● **THE DATA**:
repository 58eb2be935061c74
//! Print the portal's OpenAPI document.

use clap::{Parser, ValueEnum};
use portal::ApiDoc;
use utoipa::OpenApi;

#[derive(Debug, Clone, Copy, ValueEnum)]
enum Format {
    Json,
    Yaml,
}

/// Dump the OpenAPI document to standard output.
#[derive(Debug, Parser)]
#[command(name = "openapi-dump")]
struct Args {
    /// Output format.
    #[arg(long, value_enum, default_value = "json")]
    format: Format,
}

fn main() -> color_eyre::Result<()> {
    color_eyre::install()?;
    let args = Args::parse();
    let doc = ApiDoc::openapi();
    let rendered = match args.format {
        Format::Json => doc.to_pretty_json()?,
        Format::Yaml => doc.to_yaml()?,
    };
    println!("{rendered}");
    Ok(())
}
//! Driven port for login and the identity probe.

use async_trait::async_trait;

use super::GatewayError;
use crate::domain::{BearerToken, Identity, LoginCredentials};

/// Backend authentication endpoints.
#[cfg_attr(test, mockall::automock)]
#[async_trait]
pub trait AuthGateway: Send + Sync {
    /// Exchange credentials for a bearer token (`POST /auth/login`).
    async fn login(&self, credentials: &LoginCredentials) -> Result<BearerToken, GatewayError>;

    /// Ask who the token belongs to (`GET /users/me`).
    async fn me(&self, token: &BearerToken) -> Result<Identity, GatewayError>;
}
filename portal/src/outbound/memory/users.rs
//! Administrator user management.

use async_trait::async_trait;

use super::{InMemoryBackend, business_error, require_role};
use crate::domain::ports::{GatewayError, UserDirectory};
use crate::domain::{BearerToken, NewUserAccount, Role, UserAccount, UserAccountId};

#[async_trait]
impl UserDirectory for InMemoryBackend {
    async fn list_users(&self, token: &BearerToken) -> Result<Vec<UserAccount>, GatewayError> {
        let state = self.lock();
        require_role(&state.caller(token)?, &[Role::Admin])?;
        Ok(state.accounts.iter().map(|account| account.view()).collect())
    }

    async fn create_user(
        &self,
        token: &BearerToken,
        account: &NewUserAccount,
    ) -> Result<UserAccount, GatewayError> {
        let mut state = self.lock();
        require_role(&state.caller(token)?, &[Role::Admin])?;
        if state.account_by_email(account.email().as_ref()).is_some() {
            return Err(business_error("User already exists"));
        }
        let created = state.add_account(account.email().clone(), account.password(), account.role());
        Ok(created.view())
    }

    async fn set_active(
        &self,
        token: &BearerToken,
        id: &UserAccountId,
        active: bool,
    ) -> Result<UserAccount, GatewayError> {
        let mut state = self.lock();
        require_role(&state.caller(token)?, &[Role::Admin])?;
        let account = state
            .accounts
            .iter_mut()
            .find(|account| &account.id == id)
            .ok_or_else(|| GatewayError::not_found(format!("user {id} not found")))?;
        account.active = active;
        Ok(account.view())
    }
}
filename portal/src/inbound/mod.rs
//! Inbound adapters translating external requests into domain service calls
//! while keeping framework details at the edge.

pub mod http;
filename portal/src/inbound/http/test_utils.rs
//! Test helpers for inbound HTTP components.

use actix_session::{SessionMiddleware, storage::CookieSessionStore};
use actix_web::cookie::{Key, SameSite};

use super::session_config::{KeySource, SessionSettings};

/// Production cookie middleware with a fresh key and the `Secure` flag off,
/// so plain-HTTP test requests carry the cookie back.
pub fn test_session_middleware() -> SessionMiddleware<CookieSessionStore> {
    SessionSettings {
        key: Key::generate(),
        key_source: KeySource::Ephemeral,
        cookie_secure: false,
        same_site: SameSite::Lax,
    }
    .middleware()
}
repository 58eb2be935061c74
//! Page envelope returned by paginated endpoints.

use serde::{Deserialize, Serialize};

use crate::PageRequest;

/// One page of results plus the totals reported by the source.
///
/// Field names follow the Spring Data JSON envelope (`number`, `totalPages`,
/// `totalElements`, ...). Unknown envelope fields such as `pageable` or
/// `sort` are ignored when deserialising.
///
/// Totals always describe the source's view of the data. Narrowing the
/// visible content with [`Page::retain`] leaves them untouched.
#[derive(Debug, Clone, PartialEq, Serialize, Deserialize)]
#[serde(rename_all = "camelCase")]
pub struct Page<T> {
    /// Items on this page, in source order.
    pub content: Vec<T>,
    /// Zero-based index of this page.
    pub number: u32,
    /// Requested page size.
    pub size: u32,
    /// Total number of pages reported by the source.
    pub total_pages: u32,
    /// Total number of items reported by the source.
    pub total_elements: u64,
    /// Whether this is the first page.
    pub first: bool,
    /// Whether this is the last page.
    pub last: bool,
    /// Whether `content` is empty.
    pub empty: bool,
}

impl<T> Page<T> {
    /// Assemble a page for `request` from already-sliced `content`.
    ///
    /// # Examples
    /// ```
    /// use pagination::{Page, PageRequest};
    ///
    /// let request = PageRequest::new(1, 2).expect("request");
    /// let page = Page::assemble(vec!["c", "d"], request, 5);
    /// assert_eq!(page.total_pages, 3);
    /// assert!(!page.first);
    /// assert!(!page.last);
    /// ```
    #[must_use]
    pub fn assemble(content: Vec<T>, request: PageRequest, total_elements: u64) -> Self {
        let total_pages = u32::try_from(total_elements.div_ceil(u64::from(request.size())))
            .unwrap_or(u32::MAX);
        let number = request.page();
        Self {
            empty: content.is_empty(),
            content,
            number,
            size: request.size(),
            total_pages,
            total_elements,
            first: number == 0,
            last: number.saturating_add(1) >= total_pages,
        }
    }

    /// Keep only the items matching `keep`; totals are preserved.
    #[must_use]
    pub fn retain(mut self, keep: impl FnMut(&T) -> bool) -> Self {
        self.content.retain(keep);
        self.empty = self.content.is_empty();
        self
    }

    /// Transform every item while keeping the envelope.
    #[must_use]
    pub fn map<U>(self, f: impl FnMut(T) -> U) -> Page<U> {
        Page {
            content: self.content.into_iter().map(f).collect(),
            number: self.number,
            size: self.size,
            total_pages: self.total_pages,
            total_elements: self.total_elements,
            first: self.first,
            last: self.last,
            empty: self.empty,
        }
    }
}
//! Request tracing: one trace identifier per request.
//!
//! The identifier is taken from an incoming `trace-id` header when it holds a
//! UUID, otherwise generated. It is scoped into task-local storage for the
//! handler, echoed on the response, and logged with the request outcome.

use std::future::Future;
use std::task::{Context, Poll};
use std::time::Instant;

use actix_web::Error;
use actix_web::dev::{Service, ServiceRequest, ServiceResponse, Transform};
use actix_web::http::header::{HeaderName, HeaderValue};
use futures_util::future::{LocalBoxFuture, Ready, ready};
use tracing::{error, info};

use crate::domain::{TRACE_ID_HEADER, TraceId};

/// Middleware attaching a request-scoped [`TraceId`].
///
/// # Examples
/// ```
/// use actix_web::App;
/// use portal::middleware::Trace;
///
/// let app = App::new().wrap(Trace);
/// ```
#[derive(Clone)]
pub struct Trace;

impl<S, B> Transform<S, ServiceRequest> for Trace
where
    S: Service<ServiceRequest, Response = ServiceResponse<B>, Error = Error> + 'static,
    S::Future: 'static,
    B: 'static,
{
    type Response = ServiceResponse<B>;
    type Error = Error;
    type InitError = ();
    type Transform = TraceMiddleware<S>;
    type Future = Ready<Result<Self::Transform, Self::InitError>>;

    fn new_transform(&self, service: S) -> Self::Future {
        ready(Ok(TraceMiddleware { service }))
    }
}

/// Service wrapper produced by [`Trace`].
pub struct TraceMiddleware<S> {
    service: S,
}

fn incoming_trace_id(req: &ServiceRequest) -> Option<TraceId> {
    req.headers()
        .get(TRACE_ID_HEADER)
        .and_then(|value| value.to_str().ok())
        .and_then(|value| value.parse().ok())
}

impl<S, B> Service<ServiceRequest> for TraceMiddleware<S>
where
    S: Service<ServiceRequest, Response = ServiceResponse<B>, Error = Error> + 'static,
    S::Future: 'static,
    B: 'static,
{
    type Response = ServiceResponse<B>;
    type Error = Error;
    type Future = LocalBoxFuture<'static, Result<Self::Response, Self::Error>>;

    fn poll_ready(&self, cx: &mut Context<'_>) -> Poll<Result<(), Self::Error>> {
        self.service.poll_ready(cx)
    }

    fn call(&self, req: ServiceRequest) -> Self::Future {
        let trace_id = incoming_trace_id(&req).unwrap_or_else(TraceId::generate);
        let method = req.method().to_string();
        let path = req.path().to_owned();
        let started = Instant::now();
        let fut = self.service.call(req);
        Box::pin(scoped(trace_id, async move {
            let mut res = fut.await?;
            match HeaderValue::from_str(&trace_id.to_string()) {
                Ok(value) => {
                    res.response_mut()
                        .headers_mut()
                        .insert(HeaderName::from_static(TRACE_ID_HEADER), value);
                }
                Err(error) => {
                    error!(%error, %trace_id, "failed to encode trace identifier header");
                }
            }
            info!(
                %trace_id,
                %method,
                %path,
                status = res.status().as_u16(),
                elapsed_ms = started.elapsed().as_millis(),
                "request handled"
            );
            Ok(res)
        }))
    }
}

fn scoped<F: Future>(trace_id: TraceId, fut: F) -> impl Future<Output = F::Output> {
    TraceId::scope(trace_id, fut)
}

● **DIRECTIONS**: Please show the lines of the material that contain the string "impl".

● **ANSWER TO THE EXERCISE**:
impl UserDirectory for InMemoryBackend {
impl<T> Page<T> {
    pub fn retain(mut self, keep: impl FnMut(&T) -> bool) -> Self {
    pub fn map<U>(self, f: impl FnMut(T) -> U) -> Page<U> {
impl<S, B> Transform<S, ServiceRequest> for Trace
impl<S, B> Service<ServiceRequest> for TraceMiddleware<S>
fn scoped<F: Future>(trace_id: TraceId, fut: F) -> impl Future<Output = F::Output> {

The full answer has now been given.